In 19th century England, “something better” meant only one thing for women with no independent means: a husband. All five of the women eventually married and three of them had children, but whether it was due to character flaws, circumstance, or just bad luck, they all found themselves in the Whitechapel District of London in the fall of 1888 where they encountered the person who would consign their names to infamy.
Meeting Jack the Ripper was a terrible way to be remembered, but it wouldn’t be the final outrage committed against them.
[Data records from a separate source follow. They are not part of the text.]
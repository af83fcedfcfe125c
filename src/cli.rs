//! Command-line interface module for organize.
//!
//! This module handles all CLI-related functionality including:
//! - Argument parsing
//! - Organization orchestration (scan, plan, execute)
//! - Undo and category listing
//! - Exit codes

use crate::analyzer::{AnalyzerBackend, OllamaBackend};
use crate::classifier::Classifier;
use crate::config::OrganizerConfig;
use crate::error::{OrganizeError, OrganizeResult};
use crate::file_category::CategoryRegistry;
use crate::file_organizer::FileOrganizer;
use crate::output::OutputFormatter;
use crate::planner::Planner;
use crate::scanner::Scanner;
use crate::undo::UndoManager;
use crate::undo_log::{Session, latest_log};
use clap::Parser;
use std::fs;
use std::path::{Path, PathBuf};

/// Everything worked, including dry runs and complete undos.
pub const EXIT_SUCCESS: i32 = 0;
/// The run completed but at least one move or restore failed.
pub const EXIT_PARTIAL_FAILURE: i32 = 1;
/// Nothing was done: bad arguments, unreadable source, corrupt log.
pub const EXIT_FATAL: i32 = 2;

/// Sort a directory into categorized folders, reversibly.
#[derive(Debug, Parser)]
#[command(name = "organize", version)]
pub struct Cli {
    /// Directory to organize
    pub source: Option<PathBuf>,

    /// Output root [default: SOURCE/Organized]
    #[arg(short, long, value_name = "DIR")]
    pub output: Option<PathBuf>,

    /// Show the plan without moving anything
    #[arg(short = 'n', long, conflicts_with_all = ["undo", "categories"])]
    pub dry_run: bool,

    /// Skip the AI analyzer and classify by rules only
    #[arg(short, long)]
    pub fast: bool,

    /// Descend into subdirectories (default)
    #[arg(short, long, overrides_with = "no_recursive")]
    pub recursive: bool,

    /// Only organize files directly inside SOURCE
    #[arg(long, overrides_with = "recursive")]
    pub no_recursive: bool,

    /// Analyzer model name
    #[arg(short, long, value_name = "NAME")]
    pub model: Option<String>,

    /// Revert the most recent organize session
    #[arg(short, long, conflicts_with = "categories")]
    pub undo: bool,

    /// List the available categories
    #[arg(short, long)]
    pub categories: bool,

    /// Configuration file
    #[arg(long, value_name = "PATH")]
    pub config: Option<PathBuf>,
}

impl Cli {
    pub fn is_recursive(&self) -> bool {
        !self.no_recursive
    }
}

/// Runs the CLI and returns the process exit code.
///
/// Fatal errors are printed here and map to [`EXIT_FATAL`].
///
/// # Examples
///
/// ```no_run
/// use clap::Parser;
/// use organize::cli::{Cli, run_cli};
///
/// let cli = Cli::parse_from(["organize", "/path/to/directory", "--dry-run"]);
/// std::process::exit(run_cli(&cli));
/// ```
pub fn run_cli(cli: &Cli) -> i32 {
    match run(cli) {
        Ok(code) => code,
        Err(e) => {
            log::error!("{}", e);
            OutputFormatter::error(&e.to_string());
            EXIT_FATAL
        }
    }
}

/// Runs the CLI, returning fatal errors to the caller.
pub fn run(cli: &Cli) -> OrganizeResult<i32> {
    if cli.categories {
        OutputFormatter::categories_table(&CategoryRegistry::builtin());
        return Ok(EXIT_SUCCESS);
    }

    let mut config = OrganizerConfig::load(cli.config.as_deref())?;
    if let Some(model) = &cli.model {
        config.analyzer.model = model.clone();
    }

    if cli.undo {
        undo_latest(cli, &config)
    } else {
        organize(cli, &config)
    }
}

/// Resolves the output root: `--output`, else under the source, else under
/// the working directory.
pub fn output_root(cli: &Cli, config: &OrganizerConfig) -> PathBuf {
    match (&cli.output, &cli.source) {
        (Some(output), _) => output.clone(),
        (None, Some(source)) => source.join(&config.output.dir_name),
        (None, None) => PathBuf::from(&config.output.dir_name),
    }
}

fn organize(cli: &Cli, config: &OrganizerConfig) -> OrganizeResult<i32> {
    let source = cli
        .source
        .as_deref()
        .ok_or_else(|| OrganizeError::InvalidArgument {
            reason: "a source directory is required".to_string(),
        })?;
    let source = fs::canonicalize(source).map_err(|e| OrganizeError::SourceUnreadable {
        path: source.to_path_buf(),
        source: e,
    })?;
    let output_root = match &cli.output {
        Some(output) => absolute_output(output)?,
        None => source.join(&config.output.dir_name),
    };
    let dry_run = cli.dry_run;
    let recursive = cli.is_recursive();

    if dry_run {
        OutputFormatter::dry_run_notice(&format!("Analyzing {}", source.display()));
    } else {
        OutputFormatter::info(&format!("Organizing {}", source.display()));
    }

    let records = Scanner::new(&config.scan)
        .prune(&output_root)
        .scan(&source, recursive)?;
    if records.is_empty() {
        OutputFormatter::info("No files found to organize.");
        return Ok(EXIT_SUCCESS);
    }

    let backend = if cli.fast {
        OutputFormatter::info("Fast mode: classifying by extension and keywords.");
        None
    } else {
        match OllamaBackend::connect(&config.analyzer) {
            Ok(backend) => {
                OutputFormatter::info(&format!("Using AI analyzer ({})", backend.model()));
                Some(backend)
            }
            Err(e) => {
                OutputFormatter::warning(&format!(
                    "AI analyzer unavailable ({}); using rule-based classification.",
                    e
                ));
                None
            }
        }
    };

    let registry = CategoryRegistry::builtin();
    let classifier = Classifier::new(
        &registry,
        backend.as_ref().map(|b| b as &dyn AnalyzerBackend),
    );
    let filters = config.compile_filters()?;

    let progress = OutputFormatter::create_progress_bar(records.len() as u64, "Classifying");
    let plan = Planner::new(&classifier)
        .with_filters(&filters)
        .with_max_file_size(config.scan.max_file_size_bytes())
        .with_max_concurrency(config.analyzer.max_concurrency)
        .with_progress(progress.clone())
        .plan(&source, &records, &output_root, recursive);
    progress.finish_and_clear();

    if plan.is_empty() {
        OutputFormatter::info("Nothing to organize after filtering.");
        return Ok(EXIT_SUCCESS);
    }

    OutputFormatter::plan_table(&plan);
    OutputFormatter::method_summary(&plan);

    let session = Session::start(&output_root.join(&config.output.undo_dir_name));
    let progress = OutputFormatter::create_progress_bar(plan.len() as u64, "Moving");
    let outcomes = FileOrganizer::new()
        .with_progress(progress.clone())
        .execute(&plan, &session, dry_run);
    progress.finish_and_clear();
    let summary = session.close()?;

    OutputFormatter::organize_summary(&outcomes, dry_run);

    if dry_run {
        OutputFormatter::success("Dry run complete. No files were modified.");
    } else if summary.log_path.is_some() {
        OutputFormatter::success(&format!(
            "Moved {} files. Run 'organize --undo --output {}' to revert.",
            summary.entries,
            output_root.display()
        ));
    }

    let failed = outcomes.iter().filter(|o| o.is_failure()).count();
    if failed > 0 {
        OutputFormatter::warning(&format!("{} files could not be organized.", failed));
        return Ok(EXIT_PARTIAL_FAILURE);
    }
    Ok(EXIT_SUCCESS)
}

fn undo_latest(cli: &Cli, config: &OrganizerConfig) -> OrganizeResult<i32> {
    let output_root = absolute_output(&output_root(cli, config))?;
    let undo_dir = output_root.join(&config.output.undo_dir_name);
    let log_path = latest_log(&undo_dir)?.ok_or_else(|| OrganizeError::InvalidArgument {
        reason: format!("no organize session to undo in {}", undo_dir.display()),
    })?;

    OutputFormatter::info(&format!("Undoing session {}", log_path.display()));
    let report = UndoManager::undo(&log_path)?;
    OutputFormatter::undo_summary(&report);

    if report.is_complete_success() {
        OutputFormatter::success("Undo complete.");
        Ok(EXIT_SUCCESS)
    } else {
        Ok(EXIT_PARTIAL_FAILURE)
    }
}

fn absolute_output(path: &Path) -> OrganizeResult<PathBuf> {
    if path.exists() {
        return fs::canonicalize(path).map_err(|e| OrganizeError::InvalidArgument {
            reason: format!("cannot resolve output {}: {}", path.display(), e),
        });
    }
    std::path::absolute(path).map_err(|e| OrganizeError::InvalidArgument {
        reason: format!("cannot resolve output {}: {}", path.display(), e),
    })
}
It was assumed by male police officials and male journalists that they all were prostitutes because there was no other reason for a woman to be on the streets at night. (Mary Jane Kelly was killed in her shabby room off Miller’s Court.)
Ms. Rubenhold contends that only Kelly and Elizabeth Stride were engaged in prostitution and that the Whitechapel killer’s first, second, and fourth victims were homeless vagabonds who made the fatal mistake of rendering themselves more vulnerable to harm by falling asleep in a public place.
The Ripper, the principal actor in hundreds of account of the murders, is hardly mentioned in “The Five.” The individual stories of the five women deserved to be told, so their killer assumes the role of bit player that his victims always assumed.
There was a lavish, flower-strewn public outpouring as Mary Kelly’s corpse was carried to the Roman Catholic Cemetery at Leytonstone. It’s a shame that no one paid heed to the desperate plight of women like Mary Ann, Annie, Elizabeth, Catherine and poor Mary Jane when they might have been helped, but “too late” seems to be a motif that runs throughout history.
Cara Robertson will be at the Northshire Bookstore in Manchester on April 15th at 5:30.